Марат одним движением откинул грубую тряпку, прикрывавшую двух несчастных, которых смерть сделала равными перед скальпелем хирурга.
Трупы были обнажены.
— Вас не отталкивает зрелище мертвых тел? — с обычной бравадой осведомился Марат.
— Оно меня печалит, — ответил Бальзамо.
— Это оттого, что у вас нет привычки, — пояснил Марат. — А я вижу эту картину каждый день и уже не испытываю ни печали, ни отвращения. Жизнь у нас, практикующих врачей, проходит рядом с мертвыми, но это нисколько не мешает ее обычному течению.
— Такова печальная привилегия вашей профессии, сударь.
— И потом, — продолжал Марат, — с какой стати мне печалиться или испытывать отвращение? От печали меня спасают размышления, от отвращения — привычка.
— Объясните, что вы имеете в виду, — попросил Бальзамо, — я что-то плохо вас понял. Сначала о размышлениях.
— А чего мне бояться? Почему меня должно пугать неподвижное тело, статуя, которая сделана не из камня — мрамора или гранита, а из плоти?
— То есть, по-вашему, труп есть труп, и только?
— И только.
— Вы уверены, что в нем ничего нет?
— Совершенно ничего.
— А в живом человеке?
— В нем есть движение, — надменно ответил Марат.
— А душа? Вы ничего не сказали о душе, сударь.
— Я ни разу не встречал ее в телах, которые кромсал скальпелем.
— Это потому, что вы кромсали лишь трупы.
— Отнюдь нет, сударь, я часто оперирую живых людей.
— И никакой разницы между ними и трупами вы не обнаружили?
— Да нет, я обнаружил, что живые испытывают боль. Это вы и называете душой?
— Стало быть, вы в нее не верите?
— Во что?
— В душу.
— Верю, потому что, если я захочу, могу называть ею способность человека двигаться.
— Вот это прекрасно: вы верите в существование души, и я рад этому; это все, что мне требовалось.
— Минутку, мастер, давайте условимся и не будем преувеличивать, — со своей змеиной улыбкой возразил Марат. — Ведь мы, врачи-практики, отчасти материалисты.
— Эти трупы давно остыли, — задумчиво перебил Бальзамо, — а женщина была хороша собой.
— О, да!
— В этом красивом теле была, по всей вероятности, прекрасная душа.

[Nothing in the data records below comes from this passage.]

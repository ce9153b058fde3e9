//! Deterministic hashing for the engine's internal maps.
//!
//! Every insertion-ordered collection in the runtime (subscription sets,
//! pending update groups, dirty queues) is keyed by small arena keys, so
//! HashDoS resistance buys nothing. `FastHashBuilder` is a zero-sized
//! `BuildHasher` over foldhash with a fixed seed.

use std::hash::BuildHasher;

use foldhash::fast::{FixedState, FoldHasher};
use indexmap::{IndexMap, IndexSet};

/// Zero-sized, fixed-seed foldhash builder.
#[derive(Clone, Copy, Debug, Default)]
pub struct FastHashBuilder;

impl BuildHasher for FastHashBuilder {
    type Hasher = FoldHasher<'static>;

    #[inline]
    fn build_hasher(&self) -> Self::Hasher {
        FixedState::with_seed(0x9e37_79b9_7f4a_7c15).build_hasher()
    }
}

/// Insertion-ordered map used wherever iteration order is observable.
pub(crate) type FastIndexMap<K, V> = IndexMap<K, V, FastHashBuilder>;

/// Insertion-ordered set used for dirty and eager queues.
pub(crate) type FastIndexSet<K> = IndexSet<K, FastHashBuilder>;
// Cell arena - storage for property metadata
//
// A property keeps its value outside the arena (in an Rc shared with its
// bindables and its binding); the arena only stores what the binding engine
// needs: which of the three metadata shapes is active.
//
// SHAPES:
// - Observers: no binding, the cell owns its observer chain
// - Binding:   an active binding owns the cell; the chain moves into the binding
// - Proxy:     an open update group captured the cell; the original shape lives
//              in the group's pending map until the group closes

use super::{BindingId, ObserverList};
use crate::runtime::State;

arena_key! {
    /// Identity of a property inside its runtime.
    ///
    /// Stays unique for the lifetime of the runtime even after the property is
    /// dropped; a stale id simply stops resolving.
    pub struct CellId;
}

/// The active metadata shape of a cell.
#[derive(Debug)]
pub enum BindingMetadata {
    /// Plain storage with a (possibly empty) observer chain.
    Observers(ObserverList),
    /// The cell's value is computed by this binding.
    Binding(BindingId),
    /// Redirected to the original shape saved by the open update group.
    Proxy,
}

impl BindingMetadata {
    /// Binding owning the cell, if this shape is `Binding`.
    pub fn binding(&self) -> Option<BindingId> {
        match self {
            BindingMetadata::Binding(binding) => Some(*binding),
            _ => None,
        }
    }

    /// Whether this is the proxy shape.
    pub fn is_proxy(&self) -> bool {
        matches!(self, BindingMetadata::Proxy)
    }
}

impl Default for BindingMetadata {
    fn default() -> Self {
        BindingMetadata::Observers(ObserverList::default())
    }
}

/// Metadata for a cell stored in the arena.
#[derive(Debug, Default)]
pub struct CellMetadata {
    pub(crate) metadata: BindingMetadata,
}

impl State {
    /// The effective metadata of `cell`, following a proxy to the original.
    pub(crate) fn metadata(&self, cell: CellId) -> Option<&BindingMetadata> {
        let metadata = &self.cells.get(cell)?.metadata;
        if metadata.is_proxy() {
            return self.group.pending.get(&cell).map(|redirect| &redirect.original);
        }
        Some(metadata)
    }

    pub(crate) fn metadata_mut(&mut self, cell: CellId) -> Option<&mut BindingMetadata> {
        if self.cells.get(cell)?.metadata.is_proxy() {
            return self
                .group
                .pending
                .get_mut(&cell)
                .map(|redirect| &mut redirect.original);
        }
        self.cells.get_mut(cell).map(|slot| &mut slot.metadata)
    }

    /// Binding currently owning `cell`.
    pub(crate) fn binding_of(&self, cell: CellId) -> Option<BindingId> {
        self.metadata(cell)?.binding()
    }
}

#[cfg(test)]
mod tests {
    use super::*;

    #[test]
    fn new_cells_start_as_plain_storage() {
        let cell = CellMetadata::default();
        assert!(matches!(
            cell.metadata,
            BindingMetadata::Observers(ref list) if list.is_empty()
        ));
        assert_eq!(cell.metadata.binding(), None);
        assert!(!cell.metadata.is_proxy());
    }
}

— Как раз нет, в этом заключалась ошибка ее создателя. Сверху мило, внутри гнило. Это тело, мастер, принадлежало мошеннице, которая была выпущена из тюрьмы Сен-Лазар[58] и вскоре умерла от воспаления мозга в Отель-Дьё[59]. У нее длинная и весьма позорная история. Если вы назовете душою то, что побуждало к действиям эту особу, вы нанесете обиду нашим душам, которые, по-вашему, должны состоять из того же вещества, коль скоро ниспосланы оттуда же, что и душа покойницы.
— Эту душу нужно было лечить, — проговорил Бальзамо, — но она погибла из-за отсутствия единственного нужного ей лекаря — врачевателя душ.
— Увы, мастер, вот еще одна из ваших теорий. На свете есть только врачеватели тел, — с горьким смехом ответил Марат. — Погодите, мастер, с ваших губ вот-вот сорвется слово, часто встречающееся в комедиях Мольера, поэтому-то вы и улыбаетесь.
— Вовсе нет, — возразил Бальзамо, — вы ошибаетесь, да и откуда вам знать, чему я улыбаюсь. А пока что мы пришли к выводу, что трупы ничего особенного в себе не содержат, не так ли?
— И ничего не чувствуют, — добавил Марат и, приподняв голову молодой женщины, отпустил, так что она громко стукнулась о мрамор; труп при этом не шелохнулся.